What needs to be done
Working from the top of the records below, reproduce each line exactly, ending once you have written the line containing "use std::thread;".

Excerpted data
※

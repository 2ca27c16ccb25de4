//! Result stores: asynchronous holders for everything the pathway tab needs.
//!
//! A store is created for a gene list and filled by a background thread that
//! asks a [`DataFetcher`] for each part. Parts arrive independently over an
//! mpsc channel and land in [`RemoteCell`]s; the UI loop polls the store each
//! frame and derived computations run only once every cell is complete.

use crate::alteration::{records_for_track, AlterationRecord, CaseGranularity};
use crate::case_data::{
    CoverageInformation, MolecularProfile, OqlTrackData, Patient, Sample, SequencedKeysByGene,
};
use crate::remote_cell::RemoteCell;
use anyhow::Result;
use std::sync::mpsc::{channel, Receiver, TryRecvError};
use std::sync::Arc;
use std::thread;

/// The gene list a store is scoped to, in query order.
#[derive(Debug, Clone, PartialEq, Eq)]
pub struct StoreQuery {
    pub genes: Vec<String>,
}

impl StoreQuery {
    pub fn new(genes: &[String]) -> Self {
        Self {
            genes: genes.to_vec(),
        }
    }

    /// Canonical key for deciding whether an existing store still matches.
    pub fn key(&self) -> String {
        self.genes.join(" ")
    }
}

/// Data source seam. The portal REST client sits behind this in production;
/// tests and the offline demo use an in-memory study.
pub trait DataFetcher: Send + Sync {
    fn samples(&self, query: &StoreQuery) -> Result<Vec<Sample>>;
    fn patients(&self, query: &StoreQuery) -> Result<Vec<Patient>>;
    fn coverage(&self, query: &StoreQuery) -> Result<CoverageInformation>;
    fn sequenced_sample_keys_by_gene(&self, query: &StoreQuery) -> Result<SequencedKeysByGene>;
    fn sequenced_patient_keys_by_gene(&self, query: &StoreQuery) -> Result<SequencedKeysByGene>;
    fn selected_profiles(&self, query: &StoreQuery) -> Result<Vec<MolecularProfile>>;
    fn oql_track_data(&self, query: &StoreQuery) -> Result<Vec<OqlTrackData>>;
}

enum StoreDelta {
    Samples(Vec<Sample>),
    Patients(Vec<Patient>),
    Coverage(CoverageInformation),
    SequencedSampleKeys(SequencedKeysByGene),
    SequencedPatientKeys(SequencedKeysByGene),
    SelectedProfiles(Vec<MolecularProfile>),
    Tracks(Vec<OqlTrackData>),
}

/// Asynchronous result store for one gene list.
///
/// Parts that fail to fetch simply never complete; the store then never
/// reports ready and dependent views show nothing for it, which is the
/// intended failure surface.
pub struct ResultStore {
    query: StoreQuery,
    samples: RemoteCell<Vec<Sample>>,
    patients: RemoteCell<Vec<Patient>>,
    coverage: RemoteCell<CoverageInformation>,
    sequenced_sample_keys_by_gene: RemoteCell<SequencedKeysByGene>,
    sequenced_patient_keys_by_gene: RemoteCell<SequencedKeysByGene>,
    selected_profiles: RemoteCell<Vec<MolecularProfile>>,
    tracks: RemoteCell<Vec<OqlTrackData>>,
    rx: Option<Receiver<StoreDelta>>,
}

impl ResultStore {
    fn empty(query: StoreQuery) -> Self {
        Self {
            query,
            samples: RemoteCell::default(),
            patients: RemoteCell::default(),
            coverage: RemoteCell::default(),
            sequenced_sample_keys_by_gene: RemoteCell::default(),
            sequenced_patient_keys_by_gene: RemoteCell::default(),
            selected_profiles: RemoteCell::default(),
            tracks: RemoteCell::default(),
            rx: None,
        }
    }

    /// Start filling a store on a background thread.
    pub fn spawn(fetcher: Arc<dyn DataFetcher>, query: StoreQuery) -> Self {
        let (tx, rx) = channel();
        let mut store = Self::empty(query);
        store.rx = Some(rx);

        let thread_query = store.query.clone();
        thread::spawn(move || {
            // Failed parts are skipped: the sender closing without them is
            // how the UI learns the store will never be ready.
            if let Ok(samples) = fetcher.samples(&thread_query) {
                let _ = tx.send(StoreDelta::Samples(samples));
            }
            if let Ok(patients) = fetcher.patients(&thread_query) {
                let _ = tx.send(StoreDelta::Patients(patients));
            }
            if let Ok(coverage) = fetcher.coverage(&thread_query) {
                let _ = tx.send(StoreDelta::Coverage(coverage));
            }
            if let Ok(keys) = fetcher.sequenced_sample_keys_by_gene(&thread_query) {
                let _ = tx.send(StoreDelta::SequencedSampleKeys(keys));
            }
            if let Ok(keys) = fetcher.sequenced_patient_keys_by_gene(&thread_query) {
                let _ = tx.send(StoreDelta::SequencedPatientKeys(keys));
            }
            if let Ok(profiles) = fetcher.selected_profiles(&thread_query) {
                let _ = tx.send(StoreDelta::SelectedProfiles(profiles));
            }
            if let Ok(tracks) = fetcher.oql_track_data(&thread_query) {
                let _ = tx.send(StoreDelta::Tracks(tracks));
            }
        });
        store
    }

    /// Fill a store synchronously. Used by the CLI and by tests.
    pub fn load_blocking(fetcher: &dyn DataFetcher, query: StoreQuery) -> Result<Self> {
        let mut store = Self::empty(query);
        store.samples.complete(fetcher.samples(&store.query)?);
        store.patients.complete(fetcher.patients(&store.query)?);
        store.coverage.complete(fetcher.coverage(&store.query)?);
        store
            .sequenced_sample_keys_by_gene
            .complete(fetcher.sequenced_sample_keys_by_gene(&store.query)?);
        store
            .sequenced_patient_keys_by_gene
            .complete(fetcher.sequenced_patient_keys_by_gene(&store.query)?);
        store
            .selected_profiles
            .complete(fetcher.selected_profiles(&store.query)?);
        store
            .tracks
            .complete(fetcher.oql_track_data(&store.query)?);
        Ok(store)
    }

    /// Drain pending deltas. Returns true if any cell changed.
    pub fn poll(&mut self) -> bool {
        let Some(rx) = &self.rx else {
            return false;
        };
        let mut changed = false;
        loop {
            match rx.try_recv() {
                Ok(delta) => {
                    changed = true;
                    match delta {
                        StoreDelta::Samples(v) => self.samples.complete(v),
                        StoreDelta::Patients(v) => self.patients.complete(v),
                        StoreDelta::Coverage(v) => self.coverage.complete(v),
                        StoreDelta::SequencedSampleKeys(v) => {
                            self.sequenced_sample_keys_by_gene.complete(v)
                        }
                        StoreDelta::SequencedPatientKeys(v) => {
                            self.sequenced_patient_keys_by_gene.complete(v)
                        }
                        StoreDelta::SelectedProfiles(v) => self.selected_profiles.complete(v),
                        StoreDelta::Tracks(v) => self.tracks.complete(v),
                    }
                }
                Err(TryRecvError::Empty) => break,
                Err(TryRecvError::Disconnected) => {
                    self.rx = None;
                    break;
                }
            }
        }
        changed
    }

    /// All cells complete, including the per-line case data.
    pub fn is_ready(&self) -> bool {
        self.samples.is_complete()
            && self.patients.is_complete()
            && self.coverage.is_complete()
            && self.sequenced_sample_keys_by_gene.is_complete()
            && self.sequenced_patient_keys_by_gene.is_complete()
            && self.selected_profiles.is_complete()
            && self.tracks.is_complete()
    }

    pub fn query(&self) -> &StoreQuery {
        &self.query
    }

    pub fn samples(&self) -> Option<&Vec<Sample>> {
        self.samples.result()
    }

    pub fn patients(&self) -> Option<&Vec<Patient>> {
        self.patients.result()
    }

    pub fn coverage(&self) -> Option<&CoverageInformation> {
        self.coverage.result()
    }

    pub fn selected_profiles(&self) -> Option<&Vec<MolecularProfile>> {
        self.selected_profiles.result()
    }

    pub fn tracks(&self) -> Option<&Vec<OqlTrackData>> {
        self.tracks.result()
    }

    /// One record per gene per OQL line, or None while any part is pending.
    pub fn records(&self, granularity: CaseGranularity) -> Option<Vec<AlterationRecord>> {
        if !self.is_ready() {
            return None;
        }
        let coverage = self.coverage.result()?;
        let by_sample = self.sequenced_sample_keys_by_gene.result()?;
        let by_patient = self.sequenced_patient_keys_by_gene.result()?;
        let profiles = self.selected_profiles.result()?;
        let records = self
            .tracks
            .result()?
            .iter()
            .flat_map(|track| {
                records_for_track(
                    granularity,
                    track,
                    coverage,
                    by_sample,
                    by_patient,
                    profiles,
                )
            })
            .collect();
        Some(records)
    }
}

※

Response to this exercise
repository 2ca27c16ccb25de4
//! Result stores: asynchronous holders for everything the pathway tab needs.
//!
//! A store is created for a gene list and filled by a background thread that
//! asks a [`DataFetcher`] for each part. Parts arrive independently over an
//! mpsc channel and land in [`RemoteCell`]s; the UI loop polls the store each
//! frame and derived computations run only once every cell is complete.

use crate::alteration::{records_for_track, AlterationRecord, CaseGranularity};
use crate::case_data::{
    CoverageInformation, MolecularProfile, OqlTrackData, Patient, Sample, SequencedKeysByGene,
};
use crate::remote_cell::RemoteCell;
use anyhow::Result;
use std::sync::mpsc::{channel, Receiver, TryRecvError};
use std::sync::Arc;
use std::thread;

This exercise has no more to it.